Patients with multiple sclerosis have new ways to self-report outcome measures for sleep and sleepiness.
Multiple sclerosis (MS) patients have new ways to self-report outcome measures for sleep and sleepiness. The new scales were developed by Roger Mills, PhD, of the Lancashire Teaching Hospitals NHS Foundations Trust, Department of Neurology in Lancashire, UK, and colleagues. A paper describing their work was published in the Multiple Sclerosis Journal -- Experimental, Translational and Clinical recently.
The researchers say, “Despite the importance of sleep disturbance in MS, there is currently no MS-specific scale for measuring sleepiness or quality of nocturnal sleep.” They go on to say that when instruments not specifically designed for people with neurological problems are used, the results must be viewed cautiously.

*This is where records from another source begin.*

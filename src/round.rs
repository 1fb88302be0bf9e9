//! Rounding modes and the shared round-up decision.
//!
//! Every format conversion and the tree's final normalisation funnel their rounding
//! through [`round_up`], so its truth table is the single highest-value correctness
//! target in the crate (a bug here propagates to every format).

/// A hardware rounding mode.
///
/// The discriminants are the wire encoding of the mode field; code 5 is the
/// reserved "default" marker resolved by the caller and must never reach this
/// crate ([`RoundMode::from_code`] panics on it).
#[derive(Clone, Copy, Debug)]
#[derive(PartialEq, Eq, Hash)]
#[repr(u8)]
pub enum RoundMode {
  /// Round to nearest, ties to even.
  NearestEven = 0,
  /// Round toward zero (truncate).
  TowardZero = 1,
  /// Round toward +∞.
  TowardPos = 2,
  /// Round toward −∞.
  TowardNeg = 3,
  /// Stochastic rounding: round up iff the discarded bits, left-aligned, are ≥ an
  /// externally supplied pseudo-random threshold.
  Stochastic = 4,
  /// Round half away from zero.
  HalfAwayZero = 6,
  /// Stochastic rounding, except results in the target's denormal range round
  /// nearest-even.
  StochasticRneDenorm = 7,
}

impl RoundMode {
  /// Decode a wire rounding-mode code.
  ///
  /// Panics on code 5 (reserved) and on codes above 7: an invalid mode silently
  /// treated as some other mode would defeat the whole point of a bit-exact model.
  pub fn from_code(code: u8) -> Self {
    match code {
      0 => Self::NearestEven,
      1 => Self::TowardZero,
      2 => Self::TowardPos,
      3 => Self::TowardNeg,
      4 => Self::Stochastic,
      6 => Self::HalfAwayZero,
      7 => Self::StochasticRneDenorm,
      5 => panic!("rounding-mode code 5 is reserved and must be resolved by the caller"),
      _ => panic!("invalid rounding-mode code {code}"),
    }
  }

  /// The wire encoding of this mode.
  #[inline]
  pub const fn code(self) -> u8 {
    self as u8
  }

  /// Whether this is one of the two stochastic modes.
  #[inline]
  pub const fn is_stochastic(self) -> bool {
    matches!(self, Self::Stochastic | Self::StochasticRneDenorm)
  }
}

/// Decide whether a truncated value must be incremented by one unit in the last
/// place.
///
///   - `guard` is the first discarded bit (weight ½ ulp).
///   - `round_sticky` is the OR of every discarded bit below the guard.
///   - `lsb_odd` is the least significant *kept* bit.
///   - `is_neg` is the sign of the value being rounded.
///   - `lfsr` and `discarded` drive the stochastic modes: `discarded` is the full
///     discarded bit string aligned to the left of a 32-bit word, and the value
///     rounds up iff it is ≥ the `lfsr` threshold.
///
/// [`RoundMode::StochasticRneDenorm`] decides like plain stochastic here; the
/// nearest-even substitution for denormal results is made by the conversion that
/// knows where the result lands, before calling this.
#[inline]
pub fn round_up(
  mode: RoundMode,
  guard: bool,
  round_sticky: bool,
  lsb_odd: bool,
  is_neg: bool,
  lfsr: u32,
  discarded: u32,
) -> bool {
  match mode {
    RoundMode::NearestEven => (guard && round_sticky) || (guard && !round_sticky && lsb_odd),
    RoundMode::TowardZero => false,
    RoundMode::TowardPos => (guard || round_sticky) && !is_neg,
    RoundMode::TowardNeg => (guard || round_sticky) && is_neg,
    RoundMode::HalfAwayZero => guard,
    RoundMode::Stochastic | RoundMode::StochasticRneDenorm => discarded >= lfsr,
  }
}
//! Floating-point format descriptors and raw-bit-pattern predicates.
//!
//! A [`FpFormat`] describes an encoding: exponent width, mantissa width, exponent
//! bias, the infinity/NaN policy, and whether the format carries a sign bit. The
//! four fixed formats the unit operates on natively (fp32, bf16, fp16, tf32) have
//! `const` descriptors; fp8 and cfp16 take theirs at run time, with any
//! exponent/mantissa split and any bias.
//!
//! All predicates operate directly on the packed bit pattern, held in the low bits
//! of a `u32`.

use crate::bits::sbs;

/// The infinity/NaN policy of an encoding.
#[derive(Clone, Copy, Debug)]
#[derive(PartialEq, Eq, Hash)]
pub enum InfNanMode {
  /// IEEE-style: an all-ones exponent encodes ∞ (zero mantissa) or NaN (non-zero
  /// mantissa).
  IeeeLike,
  /// No ∞ and no NaN are representable; the all-ones exponent patterns are ordinary
  /// values, and the all-ones pattern is the format's maximum normal.
  NoInfNan,
  /// The single all-ones code (per sign) is NaN; there is no ∞, and the code just
  /// below NaN is the maximum normal.
  Collapsed,
}

impl InfNanMode {
  /// Decode the wire encoding of the policy field (0, 1, 2).
  pub fn from_code(code: u8) -> Self {
    match code {
      0 => Self::IeeeLike,
      1 => Self::NoInfNan,
      2 => Self::Collapsed,
      _ => panic!("invalid infinity/NaN policy code {code}"),
    }
  }
}

/// A floating-point format descriptor.
///
/// Invariant: `exp_width + man_width + (1 if signed)` equals the total bit width of
/// the encoding, and the encoding fits in a `u32` container.
#[derive(Clone, Copy, Debug)]
#[derive(PartialEq, Eq, Hash)]
pub struct FpFormat {
  /// Width of the exponent field in bits.
  pub exp_width: u32,
  /// Width of the mantissa field in bits.
  pub man_width: u32,
  /// Exponent bias: a field value `e` of a normal number encodes exponent
  /// `e - bias`.
  pub bias: i32,
  /// Infinity/NaN policy.
  pub inf_nan: InfNanMode,
  /// If set, the format has no sign bit and only encodes non-negative values.
  pub unsigned: bool,
}

impl FpFormat {
  /// IEEE single precision.
  pub const FP32: Self =
    Self { exp_width: 8, man_width: 23, bias: 127, inf_nan: InfNanMode::IeeeLike, unsigned: false };

  /// bfloat16: fp32 with the low 16 mantissa bits dropped.
  pub const BF16: Self =
    Self { exp_width: 8, man_width: 7, bias: 127, inf_nan: InfNanMode::IeeeLike, unsigned: false };

  /// IEEE half precision.
  pub const FP16: Self =
    Self { exp_width: 5, man_width: 10, bias: 15, inf_nan: InfNanMode::IeeeLike, unsigned: false };

  /// tf32 / fp19: 1 + 8 + 10 bits. The descriptor describes the right-aligned
  /// 19-bit value; the left-shifted-by-13 storage convention is handled by the
  /// conversion entry points.
  pub const TF32: Self =
    Self { exp_width: 8, man_width: 10, bias: 127, inf_nan: InfNanMode::IeeeLike, unsigned: false };

  /// An 8-bit float with the given exponent/mantissa split and bias.
  pub fn fp8(exp_width: u32, man_width: u32, bias: i32, inf_nan: InfNanMode) -> Self {
    assert!(
      exp_width >= 1 && man_width >= 1 && exp_width + man_width == 7,
      "fp8 requires 1 sign + exp_width + man_width = 8 bits, got e{exp_width}m{man_width}",
    );
    Self { exp_width, man_width, bias, inf_nan, unsigned: false }
  }

  /// A configurable 16-bit float with the given split, bias, and signedness.
  pub fn cfp16(exp_width: u32, man_width: u32, bias: i32, unsigned: bool, inf_nan: InfNanMode) -> Self {
    let sign_bits = if unsigned { 0 } else { 1 };
    assert!(
      exp_width >= 1 && man_width >= 1 && sign_bits + exp_width + man_width == 16,
      "cfp16 requires {sign_bits} sign + exp_width + man_width = 16 bits, got e{exp_width}m{man_width}",
    );
    Self { exp_width, man_width, bias, inf_nan, unsigned }
  }

  /// Total width of the encoding in bits.
  #[inline]
  pub const fn total_bits(&self) -> u32 {
    self.exp_width + self.man_width + if self.unsigned { 0 } else { 1 }
  }

  /// All-ones exponent field value.
  #[inline]
  pub(crate) const fn exp_all_ones(&self) -> u32 {
    (1 << self.exp_width) - 1
  }

  /// All-ones mantissa field value.
  #[inline]
  pub(crate) const fn man_all_ones(&self) -> u32 {
    (1 << self.man_width) - 1
  }

  /// The largest exponent field value of a finite number.
  #[inline]
  pub(crate) const fn max_finite_exp_field(&self) -> u32 {
    match self.inf_nan {
      InfNanMode::IeeeLike => self.exp_all_ones() - 1,
      InfNanMode::NoInfNan | InfNanMode::Collapsed => self.exp_all_ones(),
    }
  }

  #[inline]
  pub(crate) const fn exp_field(&self, bits: u32) -> u32 {
    sbs(bits, self.man_width + self.exp_width - 1, self.man_width)
  }

  #[inline]
  pub(crate) const fn man_field(&self, bits: u32) -> u32 {
    sbs(bits, self.man_width - 1, 0)
  }

  /// Zero: all-zero exponent and mantissa; the sign bit is free, so signed zero
  /// exists.
  #[inline]
  pub fn is_zero(&self, bits: u32) -> bool {
    self.exp_field(bits) == 0 && self.man_field(bits) == 0
  }

  /// Denormal: all-zero exponent and non-zero mantissa. Zero is not denormal.
  #[inline]
  pub fn is_denormal(&self, bits: u32) -> bool {
    self.exp_field(bits) == 0 && self.man_field(bits) != 0
  }

  /// Infinity. Only representable under [`InfNanMode::IeeeLike`]; under the other
  /// policies the same bit patterns encode finite values.
  #[inline]
  pub fn is_inf(&self, bits: u32) -> bool {
    match self.inf_nan {
      InfNanMode::IeeeLike => self.exp_field(bits) == self.exp_all_ones() && self.man_field(bits) == 0,
      InfNanMode::NoInfNan | InfNanMode::Collapsed => false,
    }
  }

  /// NaN.
  #[inline]
  pub fn is_nan(&self, bits: u32) -> bool {
    match self.inf_nan {
      InfNanMode::IeeeLike => {
        self.exp_field(bits) == self.exp_all_ones() && self.man_field(bits) != 0
      }
      InfNanMode::NoInfNan => false,
      InfNanMode::Collapsed => {
        self.exp_field(bits) == self.exp_all_ones() && self.man_field(bits) == self.man_all_ones()
      }
    }
  }

  /// Sign of the value; always false for unsigned formats.
  #[inline]
  pub fn is_negative(&self, bits: u32) -> bool {
    if self.unsigned {
      false
    } else {
      let pos = self.exp_width + self.man_width;
      sbs(bits, pos, pos) != 0
    }
  }

  /// The sign bit alone, in place.
  #[inline]
  pub(crate) fn sign_bits(&self, neg: bool) -> u32 {
    if self.unsigned || !neg { 0 } else { 1 << (self.exp_width + self.man_width) }
  }

  /// Pack (sign, exponent field, mantissa field).
  #[inline]
  pub(crate) fn pack(&self, neg: bool, exp_field: u32, man_field: u32) -> u32 {
    debug_assert!(exp_field <= self.exp_all_ones() && man_field <= self.man_all_ones());
    self.sign_bits(neg) | (exp_field << self.man_width) | man_field
  }

  /// The canonical NaN pattern of the format: positive sign, all payload bits set.
  /// For [`InfNanMode::NoInfNan`] (which has no NaN) this is the maximum normal.
  #[inline]
  pub fn default_nan(&self) -> u32 {
    self.pack(false, self.exp_all_ones(), self.man_all_ones())
  }

  /// The ∞ pattern with the given sign (meaningful for [`InfNanMode::IeeeLike`]).
  #[inline]
  pub fn inf_bits(&self, neg: bool) -> u32 {
    self.pack(neg, self.exp_all_ones(), 0)
  }

  /// The largest finite magnitude, with the given sign.
  #[inline]
  pub fn max_normal_bits(&self, neg: bool) -> u32 {
    match self.inf_nan {
      InfNanMode::IeeeLike => self.pack(neg, self.exp_all_ones() - 1, self.man_all_ones()),
      InfNanMode::NoInfNan => self.pack(neg, self.exp_all_ones(), self.man_all_ones()),
      InfNanMode::Collapsed => self.pack(neg, self.exp_all_ones(), self.man_all_ones() - 1),
    }
  }

  /// The smallest normal magnitude, with the given sign.
  #[inline]
  pub fn min_normal_bits(&self, neg: bool) -> u32 {
    self.pack(neg, 1, 0)
  }

  /// The smallest denormal magnitude, with the given sign.
  #[inline]
  pub fn min_denormal_bits(&self, neg: bool) -> u32 {
    self.pack(neg, 0, 1)
  }
}

// Fixed fp32 predicates, used directly on the multiply-add hot path.

/// fp32 NaN.
#[inline]
pub fn is_nan_fp32(x: u32) -> bool {
  sbs(x, 30, 23) == 0xFF && sbs(x, 22, 0) != 0
}

/// fp32 ∞.
#[inline]
pub fn is_inf_fp32(x: u32) -> bool {
  sbs(x, 30, 23) == 0xFF && sbs(x, 22, 0) == 0
}

/// fp32 denormal (zero excluded).
#[inline]
pub fn is_denorm_fp32(x: u32) -> bool {
  sbs(x, 30, 23) == 0x00 && sbs(x, 22, 0) != 0
}

/// fp32 zero of either sign.
#[inline]
pub fn is_zero_fp32(x: u32) -> bool {
  sbs(x, 30, 23) == 0x00 && sbs(x, 22, 0) == 0
}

They go on to say, “During the construction of the Neurological Fatigue Index for MS (NFI-MS), two such sleep-related scales were identified -- a relief by diurnal sleep or rest scale and an abnormal nocturnal sleep scale -- but it was concluded that further development of these was required.”
The objective of the current paper was to take those two scales further. They say, “with the objective of achieving high psychometric validity, including fit to the Rasch measurement model.”
The work was done in several stages: the qualitative phase, in which 40 subjects were interviewed; the main data sample, which included data from 722 individuals who had received packs of surveys; the qualitative analysis; and the psychometric analyses.
The authors say, “a suite of short, simple, patient-based, MS-specific self-report scales was developed which measured diurnal sleepiness, non-restorative nocturnal sleep and fragmented nocturnal sleep.” These scales met the Rasch analysis, which is required by the US Food and Drug Administration’s guidelines for patient-reported outcome measures. Furthermore, the researchers say, “The scales provided valid measurement for patients of any age, sex, disease type, and disability level.” They are called, collectively, the Neurological Sleep Index for MS.
“It is intended that the suite of scales will allow sophisticated interrogation of the relationships between sleep dysfunction and other clinical features of MS at both an individual and population-based level,” conclude the researchers.